An Introduction to Logical Entropy and the Relation to Shannon Entropy

International Journal of Semantic Computing, Forthcoming

26 Pages Posted: 25 Oct 2013

Date Written: October 24, 2013

Abstract

The logical basis for information theory is the newly developed logic of partitions that is dual to the usual Boolean logic of subsets. The key concept is a "distinction" of a partition, an ordered pair of elements in distinct blocks of the partition. The logical concept of entropy based on partition logic is the normalized counting measure of the set of distinctions of a partition on a finite set -- just as the usual logical notion of probability based on the Boolean logic of subsets is the normalized counting measure of the subsets (events).
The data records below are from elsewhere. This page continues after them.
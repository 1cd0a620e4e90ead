//! Fuzz target for record scanning.
//!
//! Run with: cargo +nightly fuzz run archive_scan

#![no_main]

use crspatch::read::{RecordPolicy, build_records};
use libfuzzer_sys::fuzz_target;

fuzz_target!(|data: &[u8]| {
    let Ok(built) = build_records(data, RecordPolicy::Skip) else {
        return;
    };

    let mut previous_end = 0;
    for record in &built.records {
        assert!(record.offset >= previous_end);
        assert!(record.end() <= data.len());
        previous_end = record.end();
    }
});
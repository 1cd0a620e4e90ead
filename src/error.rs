//! Error and warning types for CRS archive operations.
//!
//! This module provides the [`Error`] enum which represents every condition
//! that aborts processing of an archive, the [`Warning`] enum for anomalies
//! that are recovered locally, and the crate-wide [`Result<T>`] alias.
//!
//! # Error Handling
//!
//! Errors that would invalidate the positional integrity of the archive
//! (a bad header constant, a bounds violation, an offset the index cannot
//! represent) always abort the current file, and no output is written:
//!
//! ```rust
//! use crspatch::{Error, Patcher, DosDateTime};
//!
//! let patcher = Patcher::default();
//! let stamp = DosDateTime::from_parts(1995, 6, 1, 12, 0, 0).unwrap();
//! // A marker followed by garbage is not a valid record.
//! match patcher.patch_bytes(b"MDmd\x00\x00".to_vec(), stamp) {
//!     Err(Error::MalformedRecord { offset, reason }) => {
//!         println!("corrupt record at {offset:#x}: {reason}");
//!     }
//!     other => panic!("unexpected: {other:?}"),
//! }
//! ```

use std::io;
use std::path::PathBuf;

/// The main error type for CRS archive operations.
///
/// | Category | Variants | Typical Cause |
/// |----------|----------|---------------|
/// | I/O | [`Io`][Self::Io] | File system operations |
/// | Integrity | [`MalformedRecord`][Self::MalformedRecord] | Corrupt or truncated record |
/// | Capacity | [`OffsetOverflow`][Self::OffsetOverflow], [`IndexTooLarge`][Self::IndexTooLarge] | Archive too large for the index |
/// | Configuration | [`InvalidPath`][Self::InvalidPath], [`InvalidTimestamp`][Self::InvalidTimestamp] | Bad options |
/// | Batch | [`OutputConflict`][Self::OutputConflict] | Same-named inputs from different directories |
#[derive(Debug, thiserror::Error)]
#[non_exhaustive]
pub enum Error {
    /// An I/O error occurred while reading or writing an archive file.
    #[error("I/O error: {0}")]
    Io(#[from] io::Error),

    /// A record header failed validation.
    ///
    /// Every record after a corrupt one has an unknown position, so the
    /// whole file is rejected unless the caller opted into
    /// [`RecordPolicy::Skip`](crate::read::RecordPolicy::Skip).
    #[error("Malformed record at offset {offset:#x}: {reason}")]
    MalformedRecord {
        /// Start offset of the offending record in the input buffer.
        offset: u64,
        /// What failed to validate.
        reason: String,
    },

    /// A record would start beyond the 24-bit range of an index entry.
    #[error("Offset overflow for '{name}': {offset:#x} exceeds the 24-bit index range")]
    OffsetOverflow {
        /// Name of the record that could not be indexed.
        name: String,
        /// The offset the record would have in the output.
        offset: u64,
    },

    /// The index table would not fit in the header's 16-bit size field.
    #[error("Index too large: {file_count} entries exceed the 16-bit index size field")]
    IndexTooLarge {
        /// Number of records that were to be indexed.
        file_count: usize,
    },

    /// The configured replacement path cannot be stored in a record header.
    #[error("Invalid replacement path '{path}': {reason}")]
    InvalidPath {
        /// The rejected path.
        path: String,
        /// Why the path was rejected.
        reason: String,
    },

    /// Two inputs of one batch would be written to the same output file.
    #[error(
        "Output '{}' is already claimed by '{}'",
        .output.display(),
        .first_input.display()
    )]
    OutputConflict {
        /// The contested output path.
        output: PathBuf,
        /// The earlier input that is written there.
        first_input: PathBuf,
    },

    /// A time value cannot be expressed as an MS-DOS date/time pair.
    #[error("Invalid timestamp: {reason}")]
    InvalidTimestamp {
        /// Why the value was rejected.
        reason: String,
    },
}

impl Error {
    /// Returns true if this error signals damaged archive data.
    pub fn is_corruption(&self) -> bool {
        matches!(self, Self::MalformedRecord { .. })
    }

    /// Returns true if the archive is valid but cannot be represented in the
    /// output format.
    pub fn is_capacity(&self) -> bool {
        matches!(
            self,
            Self::OffsetOverflow { .. } | Self::IndexTooLarge { .. }
        )
    }

    pub(crate) fn malformed(offset: usize, reason: impl Into<String>) -> Self {
        Self::MalformedRecord {
            offset: offset as u64,
            reason: reason.into(),
        }
    }
}

/// A record-level anomaly that was recovered without aborting the file.
#[derive(Debug, Clone, PartialEq, Eq)]
#[non_exhaustive]
pub enum Warning {
    /// A record's path length prefix did not hold the expected value, so
    /// its path field was left untouched.
    PathFieldMismatch {
        /// Offset of the record in the output data region.
        offset: u64,
        /// Trimmed record name.
        name: String,
        /// The prefix byte found in the record.
        found: u8,
        /// The prefix byte that was expected.
        expected: u8,
    },

    /// The exclusion set did not match any record. Nothing was removed.
    NoMatchingExclusions,

    /// A record failed validation and was dropped under
    /// [`RecordPolicy::Skip`](crate::read::RecordPolicy::Skip).
    SkippedRecord {
        /// Offset of the dropped candidate in the input.
        offset: u64,
        /// Why the candidate was rejected.
        reason: String,
    },
}

impl std::fmt::Display for Warning {
    fn fmt(&self, f: &mut std::fmt::Formatter<'_>) -> std::fmt::Result {
        match self {
            Self::PathFieldMismatch {
                offset,
                name,
                found,
                expected,
            } => write!(
                f,
                "Path field of '{}' at {:#08x} has length prefix {:#04x}, expected {:#04x}; left unpatched",
                name, offset, found, expected
            ),
            Self::NoMatchingExclusions => write!(f, "No records matched the exclusion set"),
            Self::SkippedRecord { offset, reason } => {
                write!(f, "Skipped malformed record at {:#08x}: {}", offset, reason)
            }
        }
    }
}

/// A specialized Result type for CRS archive operations.
pub type Result<T> = std::result::Result<T, Error>;
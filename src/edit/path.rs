//! Destination path patching.
//!
//! Every record header stores the directory the file is unpacked to as a
//! length prefix at `0x36` followed by a fixed 14-byte field. The target
//! platform expects its own directory there.

use crate::error::Warning;
use crate::format::{PADDING, PATH_CAPACITY, record_field};
use crate::read::Archive;
use crate::{Error, Result};

/// The directory the target platform unpacks course files into.
pub const DEFAULT_REPLACEMENT_PATH: &str = "C:\\LINKS\\TEMP\\";

/// A validated replacement for the record path field.
#[derive(Debug, Clone, PartialEq, Eq)]
pub struct PathPatch {
    path: [u8; PATH_CAPACITY],
    len: u8,
    expected_len: u8,
}

impl Default for PathPatch {
    fn default() -> Self {
        let mut path = [PADDING; PATH_CAPACITY];
        path.copy_from_slice(DEFAULT_REPLACEMENT_PATH.as_bytes());
        Self {
            path,
            len: PATH_CAPACITY as u8,
            expected_len: PATH_CAPACITY as u8,
        }
    }
}

impl PathPatch {
    /// Creates a patch writing `path`.
    ///
    /// # Errors
    ///
    /// Returns [`Error::InvalidPath`] if the path is empty, longer than the
    /// 14-byte field, or contains anything other than printable ASCII.
    pub fn new(path: &str) -> Result<Self> {
        let bytes = path.as_bytes();
        let reason = if bytes.is_empty() {
            Some("path is empty".to_string())
        } else if bytes.len() > PATH_CAPACITY {
            Some(format!(
                "{} bytes exceed the {PATH_CAPACITY}-byte path field",
                bytes.len()
            ))
        } else if !bytes.iter().all(|&b| (0x20..=0x7E).contains(&b)) {
            Some("path must be printable ASCII".to_string())
        } else {
            None
        };
        if let Some(reason) = reason {
            return Err(Error::InvalidPath {
                path: path.to_string(),
                reason,
            });
        }

        let mut field = [PADDING; PATH_CAPACITY];
        field[..bytes.len()].copy_from_slice(bytes);
        Ok(Self {
            path: field,
            len: bytes.len() as u8,
            ..Self::default()
        })
    }

    /// Sets the length prefix a record must carry to be patched.
    ///
    /// Records with any other prefix are left alone and reported.
    pub fn expected_len(mut self, len: u8) -> Self {
        self.expected_len = len;
        self
    }

    /// Returns the replacement path without padding.
    pub fn path(&self) -> &[u8] {
        &self.path[..usize::from(self.len)]
    }

    /// Returns the padded 14-byte field value.
    pub fn field(&self) -> &[u8; PATH_CAPACITY] {
        &self.path
    }

    /// Returns the expected length prefix.
    pub fn expected(&self) -> u8 {
        self.expected_len
    }
}

/// The result of [`patch_paths`].
#[derive(Debug, Clone, Default, PartialEq, Eq)]
pub struct PathPatchOutcome {
    /// Number of records whose path field was rewritten.
    pub patched: usize,
    /// Records that were skipped.
    pub warnings: Vec<Warning>,
}

/// Rewrites the path field of every record in `archive`.
///
/// A record whose current length prefix differs from
/// [`PathPatch::expected`] is skipped with a
/// [`Warning::PathFieldMismatch`]; the remaining records are still patched.
pub fn patch_paths(archive: &mut Archive, patch: &PathPatch) -> PathPatchOutcome {
    let mut outcome = PathPatchOutcome::default();

    for record in &mut archive.records {
        let len_pos = record.offset + record_field::PATH_LEN;
        let found = archive.data[len_pos];
        if found != patch.expected_len {
            let warning = Warning::PathFieldMismatch {
                offset: record.offset as u64,
                name: record.display_name(),
                found,
                expected: patch.expected_len,
            };
            log::warn!("{warning}");
            outcome.warnings.push(warning);
            continue;
        }

        let path_pos = record.offset + record_field::PATH;
        archive.data[len_pos] = patch.len;
        archive.data[path_pos..path_pos + PATH_CAPACITY].copy_from_slice(&patch.path);
        record.set_path(patch.len, patch.path);
        outcome.patched += 1;
    }

    log::debug!(
        "Patched {} path fields, skipped {}",
        outcome.patched,
        outcome.warnings.len()
    );
    outcome
}
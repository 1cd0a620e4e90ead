//! Patching many archives at once.
//!
//! Each file is read, patched and written on its own; a failure is recorded
//! against that file and never stops the others. With the `parallel`
//! feature files are processed on the rayon thread pool.

use std::collections::HashMap;
use std::collections::hash_map::Entry;
use std::ffi::OsString;
use std::path::{Path, PathBuf};

#[cfg(feature = "parallel")]
use rayon::prelude::*;

use crate::patch::{PatchReport, Patcher};
use crate::{Error, Result};

/// Suffix appended to the input stem to name the output.
pub const OUTPUT_SUFFIX: &str = "_patched";

/// Derives the output path for `input`.
///
/// The output is named `<stem><suffix>.<ext>` and placed in `dir`, or next
/// to the input when `dir` is `None`.
///
/// # Example
///
/// ```rust
/// use std::path::Path;
/// use crspatch::batch::output_path;
///
/// let out = output_path(Path::new("courses/PEBBLE.CRS"), "_patched", None);
/// assert_eq!(out, Path::new("courses/PEBBLE_patched.CRS"));
///
/// let out = output_path(Path::new("courses/PEBBLE.CRS"), "_patched", Some(Path::new("out")));
/// assert_eq!(out, Path::new("out/PEBBLE_patched.CRS"));
/// ```
pub fn output_path(input: &Path, suffix: &str, dir: Option<&Path>) -> PathBuf {
    let mut name = OsString::from(input.file_stem().unwrap_or_default());
    name.push(suffix);
    if let Some(ext) = input.extension() {
        name.push(".");
        name.push(ext);
    }

    match dir {
        Some(dir) => dir.join(name),
        None => input.with_file_name(name),
    }
}

/// The outcome for one input file.
#[derive(Debug)]
pub struct FileOutcome {
    /// The input archive.
    pub input: PathBuf,
    /// Where the output was (or would have been) written.
    pub output: PathBuf,
    /// The report, or why the file was rejected.
    pub result: Result<PatchReport>,
}

impl FileOutcome {
    /// Returns true if the file was patched.
    pub fn is_success(&self) -> bool {
        self.result.is_ok()
    }
}

/// The outcomes of a batch, in input order.
#[derive(Debug, Default)]
pub struct BatchResult {
    /// One outcome per input.
    pub outcomes: Vec<FileOutcome>,
}

impl BatchResult {
    /// Iterates the files that were patched.
    pub fn succeeded(&self) -> impl Iterator<Item = (&FileOutcome, &PatchReport)> {
        self.outcomes
            .iter()
            .filter_map(|o| o.result.as_ref().ok().map(|r| (o, r)))
    }

    /// Iterates the files that failed.
    pub fn failed(&self) -> impl Iterator<Item = (&FileOutcome, &Error)> {
        self.outcomes
            .iter()
            .filter_map(|o| o.result.as_ref().err().map(|e| (o, e)))
    }

    /// Returns the number of failed files.
    pub fn failure_count(&self) -> usize {
        self.failed().count()
    }

    /// Returns true if every file was patched.
    pub fn is_success(&self) -> bool {
        self.outcomes.iter().all(FileOutcome::is_success)
    }
}

/// Patches every file in `inputs`.
///
/// Outputs are named by [`output_path`] with [`OUTPUT_SUFFIX`].
pub fn patch_batch(
    inputs: &[PathBuf],
    output_dir: Option<&Path>,
    patcher: &Patcher,
) -> BatchResult {
    patch_batch_with(inputs, output_dir, patcher, |_| {})
}

/// One unit of work: an input, its output, and the earlier input that
/// already owns that output, if any.
struct Job<'a> {
    input: &'a PathBuf,
    output: PathBuf,
    claimed_by: Option<PathBuf>,
}

/// Assigns output paths in input order. The first input to map to a path
/// owns it; later ones are marked as conflicting.
fn plan_jobs<'a>(inputs: &'a [PathBuf], output_dir: Option<&Path>) -> Vec<Job<'a>> {
    let mut owners: HashMap<PathBuf, &'a PathBuf> = HashMap::with_capacity(inputs.len());
    inputs
        .iter()
        .map(|input| {
            let output = output_path(input, OUTPUT_SUFFIX, output_dir);
            let claimed_by = match owners.entry(output.clone()) {
                Entry::Occupied(owner) => Some(owner.get().to_path_buf()),
                Entry::Vacant(slot) => {
                    slot.insert(input);
                    None
                }
            };
            Job {
                input,
                output,
                claimed_by,
            }
        })
        .collect()
}

/// Like [`patch_batch`], calling `on_done` as each file finishes.
///
/// `on_done` may be called from several threads at once. An input whose
/// output path was already taken by an earlier input fails with
/// [`Error::OutputConflict`] and is not written.
pub fn patch_batch_with<F>(
    inputs: &[PathBuf],
    output_dir: Option<&Path>,
    patcher: &Patcher,
    on_done: F,
) -> BatchResult
where
    F: Fn(&FileOutcome) + Sync,
{
    let run = |job: Job<'_>| {
        let result = match job.claimed_by {
            Some(first_input) => Err(Error::OutputConflict {
                output: job.output.clone(),
                first_input,
            }),
            None => patcher.patch_file(job.input, &job.output),
        };
        if let Err(e) = &result {
            log::warn!("Failed to patch '{}': {}", job.input.display(), e);
        }
        let outcome = FileOutcome {
            input: job.input.clone(),
            output: job.output,
            result,
        };
        on_done(&outcome);
        outcome
    };

    let jobs = plan_jobs(inputs, output_dir);
    #[cfg(feature = "parallel")]
    let outcomes = jobs.into_par_iter().map(run).collect();
    #[cfg(not(feature = "parallel"))]
    let outcomes = jobs.into_iter().map(run).collect();

    BatchResult { outcomes }
}
//! Input discovery.
//!
//! Command-line arguments may name archives or directories. Directories are
//! searched one level deep for files with a `.crs` extension in any case.

use std::collections::HashSet;
use std::path::{Path, PathBuf};
use walkdir::WalkDir;

/// Returns true if `path` has a `.crs` extension, ignoring case.
pub fn is_crs(path: &Path) -> bool {
    path.extension()
        .and_then(|e| e.to_str())
        .is_some_and(|e| e.eq_ignore_ascii_case("crs"))
}

/// Expands `paths` into a deduplicated list of archives.
///
/// Files are kept in argument order; each directory contributes its
/// archives sorted by name. Arguments that are neither are reported on
/// stderr and skipped.
pub fn find_archives(paths: &[PathBuf]) -> Vec<PathBuf> {
    let mut seen = HashSet::new();
    let mut found = Vec::new();

    for path in paths {
        if path.is_file() {
            if is_crs(path) {
                if seen.insert(path.clone()) {
                    found.push(path.clone());
                }
            } else {
                eprintln!("Warning: {} is not a CRS file", path.display());
            }
        } else if path.is_dir() {
            let mut entries: Vec<PathBuf> = WalkDir::new(path)
                .min_depth(1)
                .max_depth(1)
                .into_iter()
                .filter_map(|entry| match entry {
                    Ok(e) => Some(e),
                    Err(e) => {
                        eprintln!("Warning: {}", e);
                        None
                    }
                })
                .filter(|e| e.file_type().is_file() && is_crs(e.path()))
                .map(|e| e.into_path())
                .collect();
            entries.sort();
            for entry in entries {
                if seen.insert(entry.clone()) {
                    found.push(entry);
                }
            }
        } else {
            eprintln!("Warning: {} does not exist", path.display());
        }
    }

    found
}

#[cfg(test)]
mod tests {
    use super::*;

    #[test]
    fn test_is_crs() {
        assert!(is_crs(Path::new("PEBBLE.CRS")));
        assert!(is_crs(Path::new("dir/pebble.crs")));
        assert!(is_crs(Path::new("Mixed.Crs")));
        assert!(!is_crs(Path::new("PEBBLE.CRS.bak")));
        assert!(!is_crs(Path::new("CRS")));
    }

    #[test]
    fn test_find_archives() {
        let dir = tempfile::tempdir().unwrap();
        for name in ["B.CRS", "a.crs", "notes.txt"] {
            std::fs::write(dir.path().join(name), b"").unwrap();
        }
        std::fs::create_dir(dir.path().join("patched")).unwrap();
        std::fs::write(dir.path().join("patched").join("C.CRS"), b"").unwrap();

        let explicit = dir.path().join("B.CRS");
        let found = find_archives(&[explicit.clone(), dir.path().to_path_buf()]);

        assert_eq!(found, vec![explicit, dir.path().join("a.crs")]);
    }
}
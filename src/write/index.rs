//! Index table construction.

use crate::format::index::IndexEntry;
use crate::format::record::Record;
use crate::format::{HEADER_SIZE, INDEX_ENTRY_SIZE, NAME_CAPACITY, PADDING};
use crate::{Error, Result};

/// The index layout for a set of surviving records.
#[derive(Debug, Clone, PartialEq, Eq)]
pub struct IndexPlan {
    /// Number of indexed records.
    pub file_count: usize,
    /// Size of the index table in bytes.
    pub index_size: u16,
    /// Offset of the first record in the output.
    pub data_start: usize,
    /// One entry per record, in ascending offset order.
    pub entries: Vec<IndexEntry>,
}

impl IndexPlan {
    /// Serializes the entries into the index table.
    pub fn encode(&self) -> Vec<u8> {
        let mut table = Vec::with_capacity(usize::from(self.index_size));
        for entry in &self.entries {
            table.extend_from_slice(&entry.encode());
        }
        table
    }
}

/// Computes the output offset of every record and builds its index entry.
///
/// The first pass counts the records to size the index and locate the data
/// region; the second assigns each record the data start plus the lengths
/// of every record before it. `records` must be in output order.
///
/// # Errors
///
/// - [`Error::IndexTooLarge`] if the table does not fit the 16-bit size field
/// - [`Error::OffsetOverflow`] if a record would start beyond 24 bits
pub fn build_index(records: &[Record]) -> Result<IndexPlan> {
    let file_count = records.len();
    let index_size = file_count
        .checked_mul(INDEX_ENTRY_SIZE)
        .and_then(|size| u16::try_from(size).ok())
        .ok_or(Error::IndexTooLarge { file_count })?;
    let data_start = HEADER_SIZE + usize::from(index_size);

    let mut entries = Vec::with_capacity(file_count);
    let mut offset = data_start as u64;
    for record in records {
        let entry = IndexEntry::new(padded_name(record), offset).ok_or_else(|| {
            Error::OffsetOverflow {
                name: record.display_name(),
                offset,
            }
        })?;
        log::trace!("Index entry '{}' -> {:#08x}", record.display_name(), offset);
        entries.push(entry);
        offset += record.total_len() as u64;
    }

    Ok(IndexPlan {
        file_count,
        index_size,
        data_start,
        entries,
    })
}

/// The record name re-padded with spaces, whatever padding the record used.
fn padded_name(record: &Record) -> [u8; NAME_CAPACITY] {
    let mut field = [PADDING; NAME_CAPACITY];
    let name = record.name();
    field[..name.len()].copy_from_slice(name);
    field
}
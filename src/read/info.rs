//! Archive information types.

use super::Archive;

/// Summary of a parsed archive.
#[derive(Debug, Clone, Default, PartialEq, Eq)]
pub struct ArchiveInfo {
    /// Size of the archive buffer.
    pub archive_size: usize,
    /// Number of records.
    pub record_count: usize,
    /// Sum of the original sizes of all records.
    pub total_size: u64,
    /// Sum of the compressed payload sizes.
    pub packed_size: u64,
    /// Whether the input already carried a top-level header and index.
    pub has_index: bool,
    /// File count declared by the existing header, if any.
    pub declared_file_count: Option<u16>,
    /// Bytes outside every record.
    pub unaccounted_bytes: usize,
}

impl ArchiveInfo {
    pub(crate) fn from_archive(archive: &Archive) -> Self {
        let records = archive.records();
        Self {
            archive_size: archive.data().len(),
            record_count: records.len(),
            total_size: records.iter().map(|r| u64::from(r.original_size)).sum(),
            packed_size: records.iter().map(|r| u64::from(r.compressed_size)).sum(),
            has_index: archive.existing_header().is_some(),
            declared_file_count: archive.existing_header().map(|h| h.file_count()),
            unaccounted_bytes: archive.unaccounted_bytes(),
        }
    }

    /// Returns the compression ratio (packed / original).
    pub fn compression_ratio(&self) -> f64 {
        if self.total_size == 0 {
            1.0
        } else {
            self.packed_size as f64 / self.total_size as f64
        }
    }
}

#[cfg(test)]
mod tests {
    use super::*;
    use crate::format::record::tests::record_header;

    #[test]
    fn test_info_sums_sizes() {
        // record_header stores original_size = 2 × compressed_size
        let mut data = record_header(b"A.OFS", b"", 10);
        data.extend_from_slice(&[0; 10]);
        data.extend(record_header(b"B.OFS", b"", 30));
        data.extend_from_slice(&[0; 30]);

        let info = Archive::from_bytes(data).unwrap().info();
        assert_eq!(info.record_count, 2);
        assert_eq!(info.packed_size, 40);
        assert_eq!(info.total_size, 80);
        assert!((info.compression_ratio() - 0.5).abs() < f64::EPSILON);
        assert!(!info.has_index);
        assert_eq!(info.declared_file_count, None);
    }

    #[test]
    fn test_info_empty() {
        let info = Archive::from_bytes(Vec::new()).unwrap().info();
        assert_eq!(info, ArchiveInfo::default());
        assert_eq!(info.compression_ratio(), 1.0);
    }
}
Thus logical entropy is a measure on the set of ordered pairs, and all the compound notions of entropy (join entropy, conditional entropy, and mutual information) arise in the usual way from the measure (e.g., the inclusion-exclusion principle) -- just like the corresponding notions of probability. The usual Shannon entropy of a partition is developed by replacing the normalized count of distinctions (dits) by the average number of binary partitions (bits) necessary to make all the distinctions of the partition.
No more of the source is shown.